[Data for the task Boundary: Start]
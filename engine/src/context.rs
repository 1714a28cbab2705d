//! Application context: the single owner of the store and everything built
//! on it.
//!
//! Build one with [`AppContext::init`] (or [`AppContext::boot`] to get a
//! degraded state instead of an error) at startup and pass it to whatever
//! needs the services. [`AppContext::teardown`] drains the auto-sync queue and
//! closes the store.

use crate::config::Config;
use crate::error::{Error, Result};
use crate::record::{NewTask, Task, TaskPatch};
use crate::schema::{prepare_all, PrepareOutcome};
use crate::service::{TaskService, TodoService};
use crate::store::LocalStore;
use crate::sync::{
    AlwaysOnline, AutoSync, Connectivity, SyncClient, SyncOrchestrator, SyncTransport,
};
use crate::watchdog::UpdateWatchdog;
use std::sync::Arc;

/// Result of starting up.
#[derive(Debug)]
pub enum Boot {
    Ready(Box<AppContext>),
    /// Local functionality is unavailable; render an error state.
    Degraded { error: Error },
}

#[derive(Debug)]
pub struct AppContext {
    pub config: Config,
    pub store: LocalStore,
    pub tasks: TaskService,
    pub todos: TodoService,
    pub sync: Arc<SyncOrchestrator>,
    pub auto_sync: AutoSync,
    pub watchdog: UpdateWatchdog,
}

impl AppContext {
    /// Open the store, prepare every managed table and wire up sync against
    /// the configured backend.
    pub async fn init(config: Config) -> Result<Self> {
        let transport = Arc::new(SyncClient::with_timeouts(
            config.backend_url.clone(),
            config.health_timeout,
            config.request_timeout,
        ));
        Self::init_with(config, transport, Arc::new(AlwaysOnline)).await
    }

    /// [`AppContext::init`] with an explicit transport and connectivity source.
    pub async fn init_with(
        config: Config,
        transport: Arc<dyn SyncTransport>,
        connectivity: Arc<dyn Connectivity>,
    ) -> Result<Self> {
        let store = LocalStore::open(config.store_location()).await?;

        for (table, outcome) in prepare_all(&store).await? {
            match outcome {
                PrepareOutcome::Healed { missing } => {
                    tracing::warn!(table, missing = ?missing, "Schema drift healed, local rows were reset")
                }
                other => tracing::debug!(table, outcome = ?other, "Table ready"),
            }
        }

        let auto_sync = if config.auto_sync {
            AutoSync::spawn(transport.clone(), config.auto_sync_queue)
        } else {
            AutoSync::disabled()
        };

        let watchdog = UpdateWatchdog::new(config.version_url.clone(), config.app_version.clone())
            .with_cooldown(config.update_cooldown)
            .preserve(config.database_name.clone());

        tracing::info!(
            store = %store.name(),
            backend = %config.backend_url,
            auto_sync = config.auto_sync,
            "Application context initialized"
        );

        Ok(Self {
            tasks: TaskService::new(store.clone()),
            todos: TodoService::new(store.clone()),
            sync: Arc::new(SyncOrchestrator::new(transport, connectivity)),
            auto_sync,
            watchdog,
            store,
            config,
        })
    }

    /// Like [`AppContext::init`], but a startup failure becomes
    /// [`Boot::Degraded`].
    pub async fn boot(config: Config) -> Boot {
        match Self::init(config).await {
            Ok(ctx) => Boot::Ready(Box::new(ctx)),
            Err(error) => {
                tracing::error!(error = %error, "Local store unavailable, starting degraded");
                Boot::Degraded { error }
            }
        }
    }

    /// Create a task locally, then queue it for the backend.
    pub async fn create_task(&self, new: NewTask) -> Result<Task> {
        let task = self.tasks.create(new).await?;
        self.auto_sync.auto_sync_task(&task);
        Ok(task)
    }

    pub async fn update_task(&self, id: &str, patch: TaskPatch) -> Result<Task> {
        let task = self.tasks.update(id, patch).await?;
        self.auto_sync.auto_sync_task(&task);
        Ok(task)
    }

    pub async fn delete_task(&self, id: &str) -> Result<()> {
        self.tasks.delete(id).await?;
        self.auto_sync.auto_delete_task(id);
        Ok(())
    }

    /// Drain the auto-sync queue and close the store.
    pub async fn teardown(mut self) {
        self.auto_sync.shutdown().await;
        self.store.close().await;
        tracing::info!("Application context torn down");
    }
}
[Data for the task Boundary: End]
[Data for the task Boundary: Start]
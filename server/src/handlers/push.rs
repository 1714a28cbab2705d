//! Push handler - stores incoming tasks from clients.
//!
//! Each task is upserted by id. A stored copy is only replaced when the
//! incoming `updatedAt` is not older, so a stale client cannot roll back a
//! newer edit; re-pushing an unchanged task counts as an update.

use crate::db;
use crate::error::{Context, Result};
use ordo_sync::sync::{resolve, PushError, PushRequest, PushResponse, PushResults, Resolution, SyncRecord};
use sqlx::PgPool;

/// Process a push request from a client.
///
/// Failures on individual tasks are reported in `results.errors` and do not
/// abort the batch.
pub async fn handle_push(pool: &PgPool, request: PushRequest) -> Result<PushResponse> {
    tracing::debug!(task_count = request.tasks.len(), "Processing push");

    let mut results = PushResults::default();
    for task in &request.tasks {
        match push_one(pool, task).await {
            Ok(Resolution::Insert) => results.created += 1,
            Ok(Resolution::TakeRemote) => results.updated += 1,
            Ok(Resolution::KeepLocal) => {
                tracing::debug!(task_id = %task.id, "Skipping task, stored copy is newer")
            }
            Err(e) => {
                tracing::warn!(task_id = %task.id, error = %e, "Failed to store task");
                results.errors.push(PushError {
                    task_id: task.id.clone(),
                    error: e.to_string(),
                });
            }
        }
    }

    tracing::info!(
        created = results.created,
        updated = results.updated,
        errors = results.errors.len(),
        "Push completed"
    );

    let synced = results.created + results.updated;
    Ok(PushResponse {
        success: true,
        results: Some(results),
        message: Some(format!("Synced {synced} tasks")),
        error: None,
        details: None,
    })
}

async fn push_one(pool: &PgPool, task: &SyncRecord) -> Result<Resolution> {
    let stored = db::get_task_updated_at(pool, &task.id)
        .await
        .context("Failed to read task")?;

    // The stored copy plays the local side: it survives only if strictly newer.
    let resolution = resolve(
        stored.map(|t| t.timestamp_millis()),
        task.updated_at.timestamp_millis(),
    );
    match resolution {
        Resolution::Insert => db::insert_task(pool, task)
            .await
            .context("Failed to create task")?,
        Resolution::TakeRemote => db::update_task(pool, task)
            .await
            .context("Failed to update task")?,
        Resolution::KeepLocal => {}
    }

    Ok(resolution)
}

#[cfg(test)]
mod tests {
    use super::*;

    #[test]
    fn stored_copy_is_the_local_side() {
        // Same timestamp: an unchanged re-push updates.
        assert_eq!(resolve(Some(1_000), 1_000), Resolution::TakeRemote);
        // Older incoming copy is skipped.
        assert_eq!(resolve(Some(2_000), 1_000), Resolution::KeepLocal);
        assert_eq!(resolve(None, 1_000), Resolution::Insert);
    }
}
[Data for the task Boundary: End]
[Data for the task Boundary: Start]
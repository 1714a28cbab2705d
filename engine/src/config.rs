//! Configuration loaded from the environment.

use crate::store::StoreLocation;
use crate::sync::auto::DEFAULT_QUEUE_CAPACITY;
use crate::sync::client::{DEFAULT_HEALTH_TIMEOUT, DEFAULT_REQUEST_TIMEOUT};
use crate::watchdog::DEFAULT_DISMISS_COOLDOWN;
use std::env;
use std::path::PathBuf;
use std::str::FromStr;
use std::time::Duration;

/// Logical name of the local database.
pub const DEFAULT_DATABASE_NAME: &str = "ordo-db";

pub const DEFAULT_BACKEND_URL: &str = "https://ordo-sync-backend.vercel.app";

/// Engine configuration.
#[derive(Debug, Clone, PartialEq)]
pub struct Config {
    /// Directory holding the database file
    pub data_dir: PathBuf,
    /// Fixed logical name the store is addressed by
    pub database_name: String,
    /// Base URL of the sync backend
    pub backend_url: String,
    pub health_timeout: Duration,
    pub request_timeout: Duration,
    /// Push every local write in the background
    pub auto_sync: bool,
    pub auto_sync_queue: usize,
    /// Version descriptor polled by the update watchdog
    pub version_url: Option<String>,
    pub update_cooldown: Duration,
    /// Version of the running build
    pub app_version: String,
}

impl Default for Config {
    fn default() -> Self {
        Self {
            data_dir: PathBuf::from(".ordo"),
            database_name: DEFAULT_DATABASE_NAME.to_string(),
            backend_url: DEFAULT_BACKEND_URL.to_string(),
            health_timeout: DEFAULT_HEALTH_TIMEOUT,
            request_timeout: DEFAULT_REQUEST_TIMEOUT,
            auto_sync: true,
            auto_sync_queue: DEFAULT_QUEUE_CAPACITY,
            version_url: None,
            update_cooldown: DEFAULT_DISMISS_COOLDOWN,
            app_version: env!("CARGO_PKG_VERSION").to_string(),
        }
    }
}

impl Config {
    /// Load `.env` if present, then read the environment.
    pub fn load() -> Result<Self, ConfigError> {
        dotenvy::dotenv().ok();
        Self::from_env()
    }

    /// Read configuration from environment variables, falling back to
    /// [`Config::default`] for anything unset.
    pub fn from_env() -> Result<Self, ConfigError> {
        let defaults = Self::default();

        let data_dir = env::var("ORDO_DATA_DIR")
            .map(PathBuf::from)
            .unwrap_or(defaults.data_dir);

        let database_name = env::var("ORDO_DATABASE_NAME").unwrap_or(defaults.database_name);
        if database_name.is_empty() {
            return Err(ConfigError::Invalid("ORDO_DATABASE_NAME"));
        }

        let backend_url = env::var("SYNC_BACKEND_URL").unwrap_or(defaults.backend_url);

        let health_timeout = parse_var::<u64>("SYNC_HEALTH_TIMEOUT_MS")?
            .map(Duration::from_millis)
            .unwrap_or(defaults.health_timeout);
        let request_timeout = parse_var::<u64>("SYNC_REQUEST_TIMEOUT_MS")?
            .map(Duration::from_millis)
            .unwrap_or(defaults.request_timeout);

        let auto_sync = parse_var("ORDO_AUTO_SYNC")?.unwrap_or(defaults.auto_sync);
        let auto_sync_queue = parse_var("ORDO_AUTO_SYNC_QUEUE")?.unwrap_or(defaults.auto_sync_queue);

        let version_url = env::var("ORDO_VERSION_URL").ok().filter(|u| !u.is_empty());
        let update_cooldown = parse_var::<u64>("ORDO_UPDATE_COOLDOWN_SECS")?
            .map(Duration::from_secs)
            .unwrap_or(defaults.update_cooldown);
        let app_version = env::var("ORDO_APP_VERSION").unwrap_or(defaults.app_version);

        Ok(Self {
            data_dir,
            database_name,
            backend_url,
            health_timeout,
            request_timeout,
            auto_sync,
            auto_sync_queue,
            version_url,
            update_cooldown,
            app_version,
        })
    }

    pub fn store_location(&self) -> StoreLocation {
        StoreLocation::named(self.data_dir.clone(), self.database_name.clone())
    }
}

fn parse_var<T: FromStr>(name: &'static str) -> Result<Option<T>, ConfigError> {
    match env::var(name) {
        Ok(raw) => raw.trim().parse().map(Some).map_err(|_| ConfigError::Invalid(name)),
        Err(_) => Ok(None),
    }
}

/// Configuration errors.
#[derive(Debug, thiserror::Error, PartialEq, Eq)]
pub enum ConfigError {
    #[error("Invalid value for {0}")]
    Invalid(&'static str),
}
[Data for the task Boundary: End]
An exact copy of the lines above, from the one containing "filename engine/src/context.rs" down to the one containing "Build one with" and including both, is the whole answer; retype it and nothing else.

filename engine/src/context.rs
repository 1714a28cbab2705d
//! Application context: the single owner of the store and everything built
//! on it.
//!
//! Build one with [`AppContext::init`] (or [`AppContext::boot`] to get a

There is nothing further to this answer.